What to Consider Before Including Ads in Your RSS Feed

It’s tempting to include ads within your feed(s) because it’s a potential revenue stream. However, I strongly encourage you to consider three things before you make your final decision:

  • Are the ads being served relevant to your blog’s content? If you write a blog about organically grown food are your contextually-based ads coming up with sugary breakfast cereal advertisements? If so, your audience may be put off by the ads and unsubscribe to your blog. Or, worse, your credibility is called into question.
  • How many ads will appear within the feed? Readers don’t like it when they can’t find the content they’re looking for because it’s buried between ads. When ads take over your RSS feed (or your blog, for that matter), you may be losing the focus of your blog. You’re almost certainly ticking off your readers.
  • Are the ads clearly marked so readers don’t confuse ads with blog content? Readers don’t appreciate being duped (see the bit about credibility above). Beyond that, though, with the new FTC guidelines in place, as a blogger, you have an obligation to make sure your content and ads are clearly separated and aren’t confused.

What Do You Think?

Advertising on blogs is fairly common these days, but, all in all, RSS feed adversing really hasn’t taken off. I don’t know whether that’s from

  • a lack of advertising options within feeds,
  • the fact that most blogs using RSS ads are making very little money
  • the perception that it may be difficult to set up feeds to serve the ads, or
  • bloggers simply don’t consider RSS as another revenue stream.
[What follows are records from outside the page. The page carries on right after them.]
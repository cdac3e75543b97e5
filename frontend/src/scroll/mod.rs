pub mod phase;
pub mod timeline;

pub use phase::{parallax_offset, section_progress};
pub use timeline::{HeroFrame, HeroTimeline, SERVICE_COUNT};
As a blogger, I can certainly understand the draw of adding another revenue source to blogging, but as a reader, I’m not sure I’m excited about that possibility. Although I read much of my news from within my feed reader (at least cursorily), I do click over to the actual site to read more thoroughly and comment. If my feeds are cluttered with ads, I may opt to stop reading a blog completely rather than wade through the distraction of ads.
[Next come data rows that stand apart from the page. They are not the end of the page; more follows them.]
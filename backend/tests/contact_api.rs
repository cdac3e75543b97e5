//! HTTP-level tests for the contact submission and inbox endpoints.

mod common;

use axum::http::{header, StatusCode};
use common::{
    body_json, build_test_app, build_test_app_with_pool, get, post_json, post_json_from, post_raw,
    test_config, valid_submission, ADMIN_TOKEN,
};
use diesel::connection::SimpleConnection;
use luminar_backend::error::GENERIC_FAILURE;
use serde_json::json;

#[tokio::test]
async fn health_check_returns_ok() {
    let app = build_test_app(test_config());
    let response = get(&app, "/api/health", None).await;
    assert_eq!(response.status(), StatusCode::OK);
}

#[tokio::test]
async fn valid_submission_is_stored_and_echoed() {
    let app = build_test_app(test_config());

    let response = post_json(&app, "/api/contact", valid_submission()).await;
    assert_eq!(response.status(), StatusCode::CREATED);

    let json = body_json(response).await;
    assert_eq!(json["name"], "Ada Lovelace");
    assert_eq!(json["email"], "ada@example.com");
    assert_eq!(json["projectType"], "Product launch");
    assert_eq!(json["message"], "We want a hero video that scrubs with the scroll.");
    assert!(json["id"].as_str().is_some_and(|id| !id.is_empty()));
    assert!(json["createdAt"].is_string());
}

#[tokio::test]
async fn submitted_fields_are_trimmed() {
    let app = build_test_app(test_config());
    let mut body = valid_submission();
    body["name"] = json!("   Ada Lovelace  ");

    let response = post_json(&app, "/api/contact", body).await;
    assert_eq!(response.status(), StatusCode::CREATED);
    assert_eq!(body_json(response).await["name"], "Ada Lovelace");
}

#[tokio::test]
async fn empty_email_is_rejected_with_field_error() {
    let app = build_test_app(test_config());
    let mut body = valid_submission();
    body["email"] = json!("");

    let response = post_json(&app, "/api/contact", body).await;
    assert_eq!(response.status(), StatusCode::BAD_REQUEST);

    let json = body_json(response).await;
    assert_eq!(json["error"], "Validation failed");
    let fields = json["fields"].as_object().unwrap();
    assert!(fields.contains_key("email"));
    assert!(!fields.contains_key("name"));
    assert_eq!(fields["email"], json!(["Email is required"]));
}

#[tokio::test]
async fn malformed_email_gets_a_format_message() {
    let app = build_test_app(test_config());
    let mut body = valid_submission();
    body["email"] = json!("ada-at-example");

    let response = post_json(&app, "/api/contact", body).await;
    assert_eq!(response.status(), StatusCode::BAD_REQUEST);
    let json = body_json(response).await;
    assert_eq!(json["fields"]["email"], json!(["Email must be a valid email address"]));
}

#[tokio::test]
async fn missing_keys_are_named_in_camel_case() {
    let app = build_test_app(test_config());

    let response = post_json(&app, "/api/contact", json!({ "name": "Ada" })).await;
    assert_eq!(response.status(), StatusCode::BAD_REQUEST);

    let json = body_json(response).await;
    let fields = json["fields"].as_object().unwrap();
    assert!(fields.contains_key("email"));
    assert!(fields.contains_key("projectType"));
    assert!(fields.contains_key("message"));
    assert!(!fields.contains_key("name"));
}

#[tokio::test]
async fn rejected_submission_is_not_stored() {
    let app = build_test_app(test_config());
    let mut body = valid_submission();
    body["message"] = json!("   ");
    post_json(&app, "/api/contact", body).await;

    let response = get(&app, "/api/contact", Some(ADMIN_TOKEN)).await;
    assert_eq!(response.status(), StatusCode::OK);
    assert_eq!(body_json(response).await, json!([]));
}

#[tokio::test]
async fn inbox_requires_a_token() {
    let app = build_test_app(test_config());

    let response = get(&app, "/api/contact", None).await;
    assert_eq!(response.status(), StatusCode::UNAUTHORIZED);
    assert!(body_json(response).await["error"].is_string());
}

#[tokio::test]
async fn inbox_rejects_a_wrong_token() {
    let app = build_test_app(test_config());
    post_json(&app, "/api/contact", valid_submission()).await;

    let response = get(&app, "/api/contact", Some("not-the-token")).await;
    assert_eq!(response.status(), StatusCode::UNAUTHORIZED);
    let json = body_json(response).await;
    assert_eq!(json["error"], "Invalid token");
}

#[tokio::test]
async fn inbox_lists_stored_submissions_with_the_right_token() {
    let app = build_test_app(test_config());

    let first = body_json(post_json(&app, "/api/contact", valid_submission()).await).await;
    let mut other = valid_submission();
    other["name"] = json!("Grace Hopper");
    other["email"] = json!("grace@example.com");
    let second = body_json(post_json(&app, "/api/contact", other).await).await;

    let response = get(&app, "/api/contact", Some(ADMIN_TOKEN)).await;
    assert_eq!(response.status(), StatusCode::OK);

    let listed = body_json(response).await;
    assert_eq!(listed, json!([second, first]));
}

#[tokio::test]
async fn inbox_lists_newest_first() {
    let app = build_test_app(test_config());

    let posted: Vec<String> = (0..8).map(|i| format!("Client {}", i)).collect();
    for name in &posted {
        let mut body = valid_submission();
        body["name"] = json!(name);
        let response = post_json(&app, "/api/contact", body).await;
        assert_eq!(response.status(), StatusCode::CREATED);
    }

    let listed = body_json(get(&app, "/api/contact", Some(ADMIN_TOKEN)).await).await;
    let names: Vec<&str> = listed
        .as_array()
        .unwrap()
        .iter()
        .map(|s| s["name"].as_str().unwrap())
        .collect();
    let expected: Vec<&str> = posted.iter().rev().map(String::as_str).collect();
    assert_eq!(names, expected);
}

#[tokio::test]
async fn inbox_without_configured_secret_is_unavailable() {
    let mut config = test_config();
    config.admin_token = None;
    let app = build_test_app(config);

    let response = get(&app, "/api/contact", Some(ADMIN_TOKEN)).await;
    assert_eq!(response.status(), StatusCode::SERVICE_UNAVAILABLE);
}

#[tokio::test]
async fn submissions_over_the_quota_are_throttled() {
    let mut config = test_config();
    config.contact_rate_limit_per_minute = std::num::NonZeroU32::new(2).unwrap();
    let app = build_test_app(config);

    for _ in 0..2 {
        let response = post_json(&app, "/api/contact", valid_submission()).await;
        assert_eq!(response.status(), StatusCode::CREATED);
    }
    let response = post_json(&app, "/api/contact", valid_submission()).await;
    assert_eq!(response.status(), StatusCode::TOO_MANY_REQUESTS);

    // Reads are not counted against the submission quota.
    let response = get(&app, "/api/contact", Some(ADMIN_TOKEN)).await;
    assert_eq!(response.status(), StatusCode::OK);
}

#[tokio::test]
async fn forged_forwarded_for_does_not_reset_the_quota() {
    let mut config = test_config();
    config.contact_rate_limit_per_minute = std::num::NonZeroU32::new(1).unwrap();
    let app = build_test_app(config);

    let response = post_json_from(&app, valid_submission(), "198.51.100.1").await;
    assert_eq!(response.status(), StatusCode::CREATED);
    let response = post_json_from(&app, valid_submission(), "198.51.100.2").await;
    assert_eq!(response.status(), StatusCode::TOO_MANY_REQUESTS);
}

#[tokio::test]
async fn trusted_proxy_clients_get_their_own_quota() {
    let mut config = test_config();
    config.contact_rate_limit_per_minute = std::num::NonZeroU32::new(1).unwrap();
    config.trust_forwarded_for = true;
    let app = build_test_app(config);

    let response = post_json_from(&app, valid_submission(), "198.51.100.1").await;
    assert_eq!(response.status(), StatusCode::CREATED);
    let response = post_json_from(&app, valid_submission(), "198.51.100.2").await;
    assert_eq!(response.status(), StatusCode::CREATED);
    let response = post_json_from(&app, valid_submission(), "198.51.100.1").await;
    assert_eq!(response.status(), StatusCode::TOO_MANY_REQUESTS);
}

async fn assert_json_error(response: axum::http::Response<axum::body::Body>, status: StatusCode) {
    assert_eq!(response.status(), status);
    let content_type = response
        .headers()
        .get(header::CONTENT_TYPE)
        .and_then(|v| v.to_str().ok())
        .unwrap_or_default()
        .to_string();
    assert!(content_type.starts_with("application/json"), "got {}", content_type);
    let json = body_json(response).await;
    assert!(json["error"].as_str().is_some_and(|m| !m.is_empty()));
}

#[tokio::test]
async fn malformed_json_gets_a_json_error() {
    let app = build_test_app(test_config());
    let response = post_raw(&app, Some("application/json"), "{not json").await;
    assert_json_error(response, StatusCode::BAD_REQUEST).await;
}

#[tokio::test]
async fn wrongly_typed_field_gets_a_json_error() {
    let app = build_test_app(test_config());
    let mut body = valid_submission();
    body["email"] = json!(5);
    let response = post_raw(&app, Some("application/json"), &body.to_string()).await;
    assert_json_error(response, StatusCode::UNPROCESSABLE_ENTITY).await;
}

#[tokio::test]
async fn missing_content_type_gets_a_json_error() {
    let app = build_test_app(test_config());
    let response = post_raw(&app, None, &valid_submission().to_string()).await;
    assert_json_error(response, StatusCode::UNSUPPORTED_MEDIA_TYPE).await;
}

#[tokio::test]
async fn storage_failure_returns_a_generic_error() {
    let (app, pool) = build_test_app_with_pool(test_config());
    pool.get()
        .unwrap()
        .batch_execute("DROP TABLE contact_submissions;")
        .unwrap();

    let response = post_json(&app, "/api/contact", valid_submission()).await;
    assert_eq!(response.status(), StatusCode::INTERNAL_SERVER_ERROR);
    let json = body_json(response).await;
    assert_eq!(json, json!({ "error": GENERIC_FAILURE }));

    let response = get(&app, "/api/contact", Some(ADMIN_TOKEN)).await;
    assert_eq!(response.status(), StatusCode::INTERNAL_SERVER_ERROR);
    assert_eq!(body_json(response).await, json!({ "error": GENERIC_FAILURE }));
}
What do you think? Would you include ads within your RSS feed? Do you mind reading feeds from blogs that include ads with the RSS?

Read the entire RSS series on Blogging Basics 101:

Creative Commons License photo credit: larskflem

2 Responses

  1. John Jackson November 26, 2010 / 8:00 pm

    This is all good information, but I have a question that may seem like a silly one, but I know if I can just get the basics, I’ll be off and running.
    I need to know how you actually put the ads on your site? I mean to you put it on with the text, or as a page or just how? I think I have everything in place ready to go, but I just figure this out. I tried to use text, but I didn’t see anything show up.
    The what and where I’ll probably be able to figure out by trial and error, but I need to know how to place the ad or I can’t do a thing.
    I’m going to start reading your posts about how to start the RSS feeds, maybe that will shine some light on the subject.
    Thanks.

  2. Melanie Nelson November 30, 2010 / 3:14 pm

    John,

    Thanks for stopping by. If I understand your question correctly, you’re thinking that the ads have to be on your site in order to show up in the RSS feed. This actually isn’t the case. What you would do is sign up with one of the companies listed in the article and they will explain how to work with them and how to serve ads within your RSS feed. The ads in the RSS feed aren’t fed from your blog, but rather are served from the company you work with.